Anyone wishing to run his own business had to first become free of the city, by apprenticeship, inheritance, purchase or (occasionally) by gift of the corporation(Palliser 87). A handbill was then produced in 1516 that accused the King and Council of ruining England by favouring aliens. Finally, in 1517, a particularly vehement sermon against the Dutch community was presented at the Spital Sermons that were preached in Easter week before the mayor and alderman. In response to this speech, a mob hanged a dozen alien apprentices in their doorways and plundered the shops of alien merchants (Unwin 248).
The London guilds’ prejudice towards aliens continued throughout the
sixteenth century, although this kind of widespread violence against
aliens was not witnessed again. Companies such as the Feltmakers and the
Weavers continually petitioned for restrictions against alien artisans.
In 1580, the printers urged the Stationers’ Company not to employ
foreigners. The Stationers replied that if they did not employ aliens,
their customers would proceed to purchase paper and
give out their printing direct to the strangers(254–55). A group of apprentices organized an attack on aliens after Parliament voted against their petition for restricting aliens, but their actions were quickly subdued (Unwin 255).

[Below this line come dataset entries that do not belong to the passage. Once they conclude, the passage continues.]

//! Reference scenarios and properties of the clustering and consolidation stages

use itertools::Itertools;
use peakfilter::feature_clustering::cluster_by_features;
use peakfilter::mass_clustering::cluster_by_mz;
use peakfilter::peak_consolidation::{consolidate_peaks, consolidate_replicate};
use peakfilter::reaper::drop_empty_frames;
use peakfilter::tolerance::mz_window;
use peakfilter::{
    ConsolidationSettings, Frame, FrameCategory, FrameTable, MassTolerance, MemoryAuditSink,
    MergePolicy,
};

fn single_replicate_table(points: &[(f64, f64, f64)]) -> FrameTable {
    let frames = points
        .iter()
        .enumerate()
        .map(|(id, &(mz, rt, intensity))| Frame::new(id, mz, rt, vec![intensity]))
        .collect();
    FrameTable::new(vec!["R1".to_string()], frames).unwrap()
}

// ============================================================================
// Scenarios
// ============================================================================

#[test]
fn test_scenario_tight_mz_triplet() {
    let mut table = single_replicate_table(&[
        (500.1000, 1.0, 10.0),
        (500.1001, 1.0, 10.0),
        (500.1003, 1.0, 10.0),
    ]);
    let tolerance = MassTolerance::new(0.0, 5.0).unwrap();

    for section_size in [3, 10, 49] {
        let mut table = table.clone();
        cluster_by_mz(&mut table, &tolerance, section_size).unwrap();
        assert_eq!(table.mass_cluster_count(), 1);
    }

    cluster_by_mz(&mut table, &tolerance, 3).unwrap();
    assert!(table.frames().iter().all(|f| f.mz_cluster_id == Some(1)));
}

#[test]
fn test_scenario_single_peak() {
    let settings = ConsolidationSettings::new(0.3, 2.0, MergePolicy::CentrePlusBestFrame).unwrap();
    let original = [10.0, 100.0, 90.0, 5.0, 0.0];
    let mut intensities = original;
    let rts = [1.0, 1.05, 1.10, 1.15, 1.20];

    let categories = consolidate_replicate(&mut intensities, &rts, &settings);

    assert_eq!(categories[1], FrameCategory::PeakCentre);
    let best_flank = (0..original.len())
        .filter(|&i| categories[i] == FrameCategory::PeakFrame)
        .map(|i| original[i])
        .fold(0.0, f64::max);
    assert_eq!(intensities[1], 100.0 + best_flank);
    for (i, intensity) in intensities.iter().enumerate() {
        if i != 1 {
            assert_eq!(*intensity, 0.0);
        }
    }
}

#[test]
fn test_scenario_no_clear_peak() {
    let settings = ConsolidationSettings::new(0.3, 2.0, MergePolicy::CentrePlusBestFrame).unwrap();
    let mut intensities = [50.0, 48.0];
    let categories = consolidate_replicate(&mut intensities, &[2.0, 2.05], &settings);

    assert_eq!(categories, vec![FrameCategory::SolventFrame; 2]);
    assert_eq!(intensities, [0.0, 0.0]);
}

// ============================================================================
// Properties
// ============================================================================

#[test]
fn test_tolerance_window_contains_reference() {
    for mz in [1.0, 73.05, 499.9999, 760.585, 1999.5] {
        for fixed in [0.0, 0.001, 0.05] {
            for ppm in [0.0, 2.0, 4.0, 20.0] {
                let window = mz_window(mz, fixed, ppm).unwrap();
                assert!(window.low <= mz && mz <= window.high, "{mz} {fixed} {ppm}");
            }
        }
    }
}

#[test]
fn test_mass_clusters_match_isolated_groups() {
    // 20 groups of 5 frames; members within 3 ppm of each other, groups 0.37 Da apart
    let points: Vec<(f64, f64, f64)> = (0..100)
        .map(|i| {
            let group = (i / 5) as f64;
            let member = (i % 5) as f64;
            (300.0 + group * 0.37 + member * 0.0002, member * 0.1, 1.0)
        })
        .collect();
    let mut table = single_replicate_table(&points);
    let tolerance = MassTolerance::new(0.0, 4.0).unwrap();
    cluster_by_mz(&mut table, &tolerance, 7).unwrap();

    assert_eq!(table.mass_cluster_count(), 20);
    for frame in table.frames() {
        assert_eq!(frame.mz_cluster_id, Some((frame.id / 5) as u32 + 1));
    }
}

#[test]
fn test_feature_boundaries_on_clustered_table() {
    let points: Vec<(f64, f64, f64)> = vec![
        (420.10, 1.00, 1.0),
        (420.10, 1.20, 1.0),
        (420.10, 1.47, 1.0),
        (420.10, 1.75, 1.0),
        (421.50, 1.80, 1.0),
        (421.50, 1.90, 1.0),
    ];
    let mut table = single_replicate_table(&points);
    let tolerance = MassTolerance::new(0.0, 4.0).unwrap();
    cluster_by_mz(&mut table, &tolerance, 49).unwrap();
    cluster_by_features(&mut table, 0.27).unwrap();

    // Gaps 0.2, 0.27 (kept), 0.28 (split), then a new mass
    let features: Vec<u32> = table.frames().iter().map(|f| f.feature_cluster_id.unwrap()).collect();
    assert_eq!(features, vec![1, 1, 1, 2, 3, 3]);
}

#[test]
fn test_sum_all_frames_conserves_intensity() {
    let points: Vec<(f64, f64, f64)> = [4.0, 12.0, 35.0, 120.0, 40.0, 11.0, 3.0]
        .iter()
        .enumerate()
        .map(|(i, &intensity)| (612.4, 3.0 + i as f64 * 0.04, intensity))
        .collect();
    let total: f64 = points.iter().map(|p| p.2).sum();

    let mut table = single_replicate_table(&points);
    let tolerance = MassTolerance::new(0.0, 4.0).unwrap();
    cluster_by_mz(&mut table, &tolerance, 49).unwrap();
    cluster_by_features(&mut table, 0.27).unwrap();

    let settings = ConsolidationSettings::new(1.0, 2.0, MergePolicy::SumAllFrames).unwrap();
    let summary = consolidate_peaks(&mut table, &settings).unwrap();

    assert_eq!(summary.peak_centres, 1);
    assert_eq!(table.replicate_total(0), total);
    let centre = table.frames().iter().find(|f| f.intensities[0] != 0.0).unwrap();
    assert_eq!(centre.id, 3);
}

#[test]
fn test_only_centres_keep_intensity_per_cluster() {
    let intensities = [5.0, 60.0, 20.0, 0.0, 8.0, 9.0, 80.0, 30.0, 31.0, 2.0];
    let points: Vec<(f64, f64, f64)> = intensities
        .iter()
        .enumerate()
        .map(|(i, &intensity)| (701.2, 6.0 + i as f64 * 0.05, intensity))
        .collect();
    let mut table = single_replicate_table(&points);
    cluster_by_mz(&mut table, &MassTolerance::new(0.0, 4.0).unwrap(), 49).unwrap();
    cluster_by_features(&mut table, 0.27).unwrap();

    let settings = ConsolidationSettings::new(0.6, 1.5, MergePolicy::CentrePlusBestFrame).unwrap();
    let summary = consolidate_peaks(&mut table, &settings).unwrap();

    let non_zero = table.frames().iter().filter(|f| f.intensities[0] != 0.0).count();
    assert_eq!(non_zero, summary.peak_centres);
}

#[test]
fn test_reaping_twice_equals_once() {
    let mut table = single_replicate_table(&[
        (100.0, 1.0, 0.0),
        (101.0, 1.0, 4.0),
        (102.0, 1.0, 0.0),
        (103.0, 1.0, 0.0),
        (104.0, 1.0, 9.0),
    ]);
    let mut audit = MemoryAuditSink::default();
    drop_empty_frames(&mut table, &mut audit, "first pass");
    let once = table.clone();
    drop_empty_frames(&mut table, &mut audit, "second pass");

    assert_eq!(table, once);
    assert_eq!(
        table.frames().iter().map(|f| f.id).collect_vec(),
        vec![1, 4]
    );
}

Another act of discrimination occurred in 1593 following Parliament’s
rejection of a bill against the refugees. In the early months of 1593 a
number of tracts threatening the alien population with violence were
published in close succession. One of these tracts was pinned to the
wall of the churchyard in the Dutch Church, warning the alien community
to leave by July or apprentices would rise up against them and commit
violence upon
the Flemish and strangers(Pettegree 292).
The Dutch Church
On 24 July 1550, the Church of the dissolved Monastery of the Augustine Friars was given to the Dutch
Protestant community. Along with the use of the church, Edward VI granted London’s Dutch and Flemish
refugees the right to freedom of worship. The church was given the
special title of corpus corporatum et
politicum (corporate and political body). It was governed by
four ministers—two Dutch and two French—and a superintendent, the first
being John à Lasco who originally petitioned for the use of the church.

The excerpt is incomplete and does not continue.